In a recent interview with The Korea Herald, CrucialTec CEO Charles Ahn said he had a meeting with the top brass of the California-based firm to persuade them to adopt the firm’s optical trackpad, then its flagship product, for the iPhone 3, the second-generation iPhone released on July 1, 2008. 
CrucialTec CEO Charles Ahn

“All Apple managers working on the team for input devices liked the idea of installing the OTP in the home button of iPhone 3, which could have totally changed the user interface of the iPhones,” Ahn said.

“Jobs, who was the final decision maker for iPhone 3, however, rejected the offer at the last minute.”

If installed with the controller, the iPhones could have had an entirely different story, Ahn added.

The OTP was later mounted on the Blackberry handset, which led the global smartphone market back in 2008.

After the deal with the Canada-based firm, other global mobile makers, including Samsung Electronics, LG Electronics and HTC followed suit, which helped boost the revenue of CrucialTec down the road.

The reason why other smartphone makers adopted OTP was because of the variety of their handsets.

‘‘Unlike Apple, with a sole product line, those companies had many options to explore new functions for their next-generation smartphones,” Ahn added.

The business boom of CrucialTec, armed with OTP, however, was short-lived. The Korean medium-sized tech firm failed to develop a new technology replacing its core product OTP. Its operating profit fell to a deficit for the past two years, posting 8.2 billion won in 2012 and 16.6 billion won in 2013.

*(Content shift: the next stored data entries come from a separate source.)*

//! Live progress tracking and the terminal dashboard.
//!
//! Runner tasks publish per-trial snapshots into a [`ProgressTracker`]; a
//! dedicated dashboard thread redraws the terminal on a fixed cadence. The
//! tracker is advisory state: trials never block on it and a disabled tracker
//! turns every call into a no-op so headless runs pay nothing.

use colored::Colorize;
use std::collections::BTreeMap;
use std::io::Write;
use std::sync::atomic::{AtomicBool, Ordering};
use std::sync::{Arc, Mutex, PoisonError};
use std::thread;
use std::time::Duration;

use decksim_engine::GameSnapshot;

use crate::stats::{RunState, TotalsSnapshot};

const REDRAW_INTERVAL: Duration = Duration::from_millis(500);
const BAR_WIDTH: usize = 50;

/// Visible state of one in-flight trial.
#[derive(Debug, Clone)]
pub struct LiveTrialState {
    pub opponent: String,
    pub parties: u32,
    pub snapshot: GameSnapshot,
}

#[derive(Debug, Default)]
pub struct ProgressTracker {
    enabled: bool,
    // BTreeMap so the dashboard lists trials in a stable order.
    active: Mutex<BTreeMap<u64, LiveTrialState>>,
}

impl ProgressTracker {
    #[must_use]
    pub fn new(enabled: bool) -> Self {
        Self {
            enabled,
            active: Mutex::new(BTreeMap::new()),
        }
    }

    #[must_use]
    pub const fn is_enabled(&self) -> bool {
        self.enabled
    }

    /// Upsert the latest snapshot for a trial.
    pub fn publish(&self, trial_id: u64, opponent: &str, parties: u32, snapshot: GameSnapshot) {
        if !self.enabled {
            return;
        }
        self.active
            .lock()
            .unwrap_or_else(PoisonError::into_inner)
            .insert(
                trial_id,
                LiveTrialState {
                    opponent: opponent.to_string(),
                    parties,
                    snapshot,
                },
            );
    }

    /// Drop a trial from the display. Idempotent; called on every exit path
    /// of a trial, including early stop once the subject has lost.
    pub fn remove(&self, trial_id: u64) {
        if !self.enabled {
            return;
        }
        self.active
            .lock()
            .unwrap_or_else(PoisonError::into_inner)
            .remove(&trial_id);
    }

    #[must_use]
    pub fn active_trials(&self) -> Vec<LiveTrialState> {
        self.active
            .lock()
            .unwrap_or_else(PoisonError::into_inner)
            .values()
            .cloned()
            .collect()
    }
}

/// Render one dashboard frame. Pure with respect to its inputs so the layout
/// is testable without a terminal.
#[must_use]
pub fn render_dashboard(deck_name: &str, totals: &TotalsSnapshot, active: &[LiveTrialState]) -> String {
    let mut out = String::new();

    let title = format!(" Testing: {deck_name} ");
    out.push_str(&format!("╔{:═^width$}╗\n", title, width = BAR_WIDTH + 8));

    let valid = totals.valid_games();
    let win_rate = if valid == 0 {
        0.0
    } else {
        f64::from(totals.wins) * 100.0 / f64::from(valid)
    };
    out.push_str(&format!(
        "  Record: {}-{}-{}  ({win_rate:.1}% win rate)",
        totals.wins.to_string().green(),
        totals.losses.to_string().red(),
        totals.draws,
    ));
    if totals.errors > 0 {
        out.push_str(&format!("  errors: {}", totals.errors.to_string().yellow()));
    }
    out.push('\n');

    out.push_str(&render_bar(totals));
    out.push('\n');

    if !active.is_empty() {
        out.push('\n');
        for trial in active {
            out.push_str(&render_trial_line(trial));
            out.push('\n');
        }
    }

    out
}

fn render_bar(totals: &TotalsSnapshot) -> String {
    let expected = totals.expected.max(1) as usize;
    let filled = (totals.played as usize * BAR_WIDTH / expected).min(BAR_WIDTH);
    let bar: String = "█".repeat(filled) + &"░".repeat(BAR_WIDTH - filled);
    format!(
        "  [{bar}] {}/{} ({:.0}%)",
        totals.played,
        totals.expected,
        totals.percent_complete()
    )
}

fn render_trial_line(trial: &LiveTrialState) -> String {
    let snap = &trial.snapshot;
    // Parties each take one turn per round.
    let round = if trial.parties == 0 {
        snap.turn
    } else {
        snap.turn.div_ceil(trial.parties)
    };

    // Highlight the sole life leader; a tied table shows no leader.
    let max_life = snap.lives.iter().copied().max().unwrap_or(0);
    let leaders = snap.lives.iter().filter(|&&l| l == max_life).count();

    let seats = snap
        .names
        .iter()
        .zip(&snap.lives)
        .map(|(name, &life)| {
            let label = format!("{name} {life}");
            let leading = leaders == 1 && life == max_life;
            let acting = *name == snap.active;
            // Leader and active are independent cues; a leading active seat
            // shows both.
            match (leading, acting) {
                (true, true) => label.green().bold().to_string(),
                (true, false) => label.green().to_string(),
                (false, true) => label.bold().to_string(),
                (false, false) => label,
            }
        })
        .collect::<Vec<_>>()
        .join(" | ");

    format!("  vs {:<20} [R{round} {}]  {seats}", trial.opponent, snap.phase)
}

/// Background redraw thread. Owns the terminal for the duration of a run;
/// everything else must stay off stdout until [`Dashboard::stop`] returns.
pub struct Dashboard {
    stop: Arc<AtomicBool>,
    handle: Option<thread::JoinHandle<()>>,
}

impl Dashboard {
    #[must_use]
    pub fn spawn(state: Arc<RunState>, tracker: Arc<ProgressTracker>) -> Self {
        let stop = Arc::new(AtomicBool::new(false));
        let stop_flag = Arc::clone(&stop);
        let handle = thread::spawn(move || {
            let mut stdout = std::io::stdout();
            let _ = write!(stdout, "\x1b[2J");
            while !stop_flag.load(Ordering::Relaxed) {
                let frame = render_dashboard(
                    &state.deck_name,
                    &state.totals.snapshot(),
                    &tracker.active_trials(),
                );
                // Home the cursor, repaint, clear the remainder. Avoids the
                // flicker a full clear per frame would cause.
                let _ = write!(stdout, "\x1b[H{frame}\x1b[J");
                let _ = stdout.flush();
                thread::sleep(REDRAW_INTERVAL);
            }
        });
        Self {
            stop,
            handle: Some(handle),
        }
    }

    /// Stop redrawing and repaint one final frame so the terminal ends on a
    /// consistent state.
    pub fn stop(mut self, state: &RunState) {
        self.stop.store(true, Ordering::Relaxed);
        if let Some(handle) = self.handle.take() {
            let _ = handle.join();
        }
        let frame = render_dashboard(&state.deck_name, &state.totals.snapshot(), &[]);
        print!("\x1b[H{frame}\x1b[J");
        let _ = std::io::stdout().flush();
    }
}

impl Drop for Dashboard {
    fn drop(&mut self) {
        self.stop.store(true, Ordering::Relaxed);
        if let Some(handle) = self.handle.take() {
            let _ = handle.join();
        }
    }
}
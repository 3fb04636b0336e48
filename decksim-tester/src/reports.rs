//! End-of-run reporting: console summary and CSV export.
//!
//! Rendering takes any writer so tests can capture output; only `main` points
//! it at stdout.

use chrono::Local;
use colored::Colorize;
use std::io::{self, Write};
use std::path::Path;

use crate::stats::{MatchupResult, TestRunSummary, MIN_COLOR_SAMPLE};
use crate::util::{format_hms, truncate};

const RANKED_COUNT: usize = 3;

/// Write the full post-run report.
///
/// # Errors
///
/// Propagates writer failures.
pub fn print_summary(out: &mut impl Write, summary: &TestRunSummary) -> io::Result<()> {
    writeln!(out)?;
    writeln!(out, "{}", format!("═══ Results: {} ═══", summary.deck_name).bold())?;
    writeln!(out)?;

    for matchup in &summary.matchups {
        print_matchup_line(out, matchup)?;
    }

    let totals = &summary.totals;
    writeln!(out)?;
    writeln!(
        out,
        "Overall: {}-{}-{}  ({:.1}% win rate over {} games)",
        totals.wins.to_string().green(),
        totals.losses.to_string().red(),
        totals.draws,
        summary.overall_win_rate() * 100.0,
        totals.valid_games(),
    )?;
    writeln!(out, "Average game length: {:.1} rounds", summary.average_rounds())?;

    if summary.is_multiparty() {
        print_color_analysis(out, summary)?;
    } else {
        print_matchup_rankings(out, summary)?;
    }

    writeln!(out)?;
    writeln!(
        out,
        "Completed {} of {} trials in {} ({:.1} games/min)",
        totals.played,
        totals.expected,
        format_hms(summary.duration),
        summary.games_per_minute(),
    )?;
    if totals.errors > 0 {
        writeln!(
            out,
            "{}",
            format!("{} trials errored or timed out and were excluded", totals.errors).yellow()
        )?;
    }
    Ok(())
}

fn print_matchup_line(out: &mut impl Write, m: &MatchupResult) -> io::Result<()> {
    let mut line = format!(
        "  vs {:<22} {}-{}-{}  ({:.1}%)",
        truncate(&m.opponent_name, 22),
        m.wins,
        m.losses,
        m.draws,
        m.win_rate() * 100.0,
    );
    if m.total_games() > 0 {
        line.push_str(&format!("  avg {:.1} rounds", m.average_rounds()));
    }
    if m.errors > 0 {
        line.push_str(&format!("  [{} errors]", m.errors));
    }
    writeln!(out, "{line}")
}

fn print_matchup_rankings(out: &mut impl Write, summary: &TestRunSummary) -> io::Result<()> {
    if summary.matchups.len() < 2 {
        return Ok(());
    }
    writeln!(out)?;
    writeln!(out, "{}", "Best matchups:".bold())?;
    for m in summary.best_matchups(RANKED_COUNT) {
        writeln!(
            out,
            "  {:<22} {:.1}% over {} games",
            truncate(&m.opponent_name, 22),
            m.win_rate() * 100.0,
            m.total_games(),
        )?;
    }
    writeln!(out, "{}", "Worst matchups:".bold())?;
    for m in summary.worst_matchups(RANKED_COUNT) {
        writeln!(
            out,
            "  {:<22} {:.1}% over {} games",
            truncate(&m.opponent_name, 22),
            m.win_rate() * 100.0,
            m.total_games(),
        )?;
    }
    Ok(())
}

/// Multi-party runs rank opponent color identities by weighted placement
/// rate instead of raw matchups.
fn print_color_analysis(out: &mut impl Write, summary: &TestRunSummary) -> io::Result<()> {
    writeln!(out)?;
    writeln!(out, "{}", "Color identity analysis (weighted placements):".bold())?;

    let ranked = summary.ranked_color_stats();
    if ranked.is_empty() {
        writeln!(
            out,
            "  not enough data; rankings need at least {MIN_COLOR_SAMPLE} games per color"
        )?;
    } else {
        if let Some((key, stats)) = ranked.first() {
            writeln!(
                out,
                "  strongest against {}: {:.1}% weighted over {} games",
                key.bold(),
                stats.win_rate() * 100.0,
                stats.games,
            )?;
        }
        if ranked.len() > 1
            && let Some((key, stats)) = ranked.last()
        {
            writeln!(
                out,
                "  weakest against  {}: {:.1}% weighted over {} games",
                key.bold(),
                stats.win_rate() * 100.0,
                stats.games,
            )?;
        }
    }

    for (key, stats) in summary.faced_color_stats() {
        writeln!(
            out,
            "  {:<6} {:>5.1}%  {:>4} games  {:>5.1}+ / {:.1}- points  avg {:.1} rounds",
            key,
            stats.win_rate() * 100.0,
            stats.games,
            stats.weighted_wins,
            stats.weighted_losses,
            stats.average_rounds(),
        )?;
    }
    Ok(())
}

/// Export per-matchup rows as CSV, best win rate first.
///
/// # Errors
///
/// Propagates file creation and write failures.
pub fn save_results_csv(path: &Path, summary: &TestRunSummary) -> io::Result<()> {
    let mut out = io::BufWriter::new(std::fs::File::create(path)?);
    write_results_csv(&mut out, summary)?;
    out.flush()
}

/// CSV body, for callers that already hold a writer.
///
/// # Errors
///
/// Propagates writer failures.
pub fn write_results_csv(out: &mut impl Write, summary: &TestRunSummary) -> io::Result<()> {
    writeln!(
        out,
        "# {} tested {}",
        summary.deck_name,
        Local::now().format("%Y-%m-%d %H:%M:%S"),
    )?;
    writeln!(
        out,
        "opponent,colors,parties,wins,losses,draws,errors,win_rate,avg_rounds"
    )?;
    for m in summary.best_matchups(summary.matchups.len()) {
        writeln!(
            out,
            "{},{},{},{},{},{},{},{:.4},{:.2}",
            csv_field(&m.opponent_name),
            m.opponent_colors,
            m.parties,
            m.wins,
            m.losses,
            m.draws,
            m.errors,
            m.win_rate(),
            m.average_rounds(),
        )?;
    }
    Ok(())
}

fn csv_field(value: &str) -> String {
    if value.contains(',') || value.contains('"') {
        format!("\"{}\"", value.replace('"', "\"\""))
    } else {
        value.to_string()
    }
}

#[cfg(test)]
mod tests {
    use super::*;
    use crate::stats::{ColorWeightedStats, TotalsSnapshot};
    use std::collections::HashMap;
    use std::time::Duration;

    fn matchup(name: &str, wins: u32, losses: u32, draws: u32) -> MatchupResult {
        let mut m = MatchupResult::new("Subject", name, "R", 2);
        m.wins = wins;
        m.losses = losses;
        m.draws = draws;
        m.total_turns = u64::from((wins + losses + draws) * 12);
        m
    }

    fn summary(matchups: Vec<MatchupResult>) -> TestRunSummary {
        let totals = TotalsSnapshot {
            wins: matchups.iter().map(|m| m.wins).sum(),
            losses: matchups.iter().map(|m| m.losses).sum(),
            draws: matchups.iter().map(|m| m.draws).sum(),
            errors: matchups.iter().map(|m| m.errors).sum(),
            played: matchups.iter().map(MatchupResult::recorded_trials).sum(),
            expected: matchups.iter().map(MatchupResult::recorded_trials).sum(),
        };
        TestRunSummary {
            deck_name: "Subject".to_string(),
            matchups,
            color_stats: HashMap::new(),
            totals,
            duration: Duration::from_secs(90),
        }
    }

    fn render(summary: &TestRunSummary) -> String {
        colored::control::set_override(false);
        let mut buf = Vec::new();
        print_summary(&mut buf, summary).expect("render");
        String::from_utf8(buf).expect("utf8")
    }

    #[test]
    fn pairwise_report_shows_matchups_and_rankings() {
        let text = render(&summary(vec![
            matchup("Goblins", 8, 2, 0),
            matchup("Control", 2, 8, 0),
        ]));
        assert!(text.contains("Results: Subject"));
        assert!(text.contains("vs Goblins"));
        assert!(text.contains("8-2-0"));
        assert!(text.contains("Best matchups:"));
        assert!(text.contains("Worst matchups:"));
        assert!(text.contains("00:01:30"));
    }

    #[test]
    fn errors_are_called_out_when_present() {
        let mut m = matchup("Goblins", 4, 4, 0);
        m.errors = 2;
        let text = render(&summary(vec![m]));
        assert!(text.contains("[2 errors]"));
        assert!(text.contains("2 trials errored"));
    }

    #[test]
    fn multiparty_report_ranks_color_identities() {
        let mut s = summary(vec![{
            let mut m = matchup("Pod", 6, 4, 0);
            m.parties = 4;
            m
        }]);
        s.color_stats.insert(
            "RG".to_string(),
            ColorWeightedStats {
                weighted_wins: 8.0,
                weighted_losses: 4.0,
                games: 10,
                total_turns: 400,
                parties: 4,
            },
        );
        let text = render(&s);
        assert!(text.contains("Color identity analysis"));
        assert!(text.contains("strongest against RG"));
        assert!(!text.contains("Best matchups:"));
    }

    #[test]
    fn sparse_multiparty_data_reports_the_sample_gate() {
        let mut s = summary(vec![{
            let mut m = matchup("Pod", 1, 1, 0);
            m.parties = 4;
            m
        }]);
        s.color_stats.insert(
            "W".to_string(),
            ColorWeightedStats {
                weighted_wins: 1.0,
                weighted_losses: 1.0,
                games: 2,
                total_turns: 60,
                parties: 4,
            },
        );
        let text = render(&s);
        assert!(text.contains("not enough data"));
        // The faced table still lists the sparse key.
        assert!(text.contains("W "));
    }

    #[test]
    fn csv_rows_are_sorted_and_quoted() {
        let dir = std::env::temp_dir().join(format!(
            "decksim-report-{}",
            std::time::SystemTime::now()
                .duration_since(std::time::UNIX_EPOCH)
                .unwrap_or_default()
                .as_nanos()
        ));
        std::fs::create_dir_all(&dir).expect("temp dir");
        let path = dir.join("results.csv");

        let s = summary(vec![
            matchup("Weak, But Fun", 1, 9, 0),
            matchup("Goblins", 9, 1, 0),
        ]);
        save_results_csv(&path, &s).expect("save csv");
        let text = std::fs::read_to_string(&path).expect("read csv");
        let lines: Vec<&str> = text.lines().collect();

        assert!(lines[0].starts_with("# Subject tested "));
        assert!(lines[1].starts_with("opponent,colors"));
        assert!(lines[2].starts_with("Goblins,"));
        assert!(lines[3].starts_with("\"Weak, But Fun\","));
    }
}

Behind worsening performance was reportedly a failure to strike a supply deal for fingerprint sensors for Samsung’s Galaxy S5. The firm announced at its annual shareholders’ meeting in March that it had adopted a dual leadership system as part of its contingency plan to revive the firm. From this year, Ahn and co-CEO Kim Jong-bin will make key management decisions.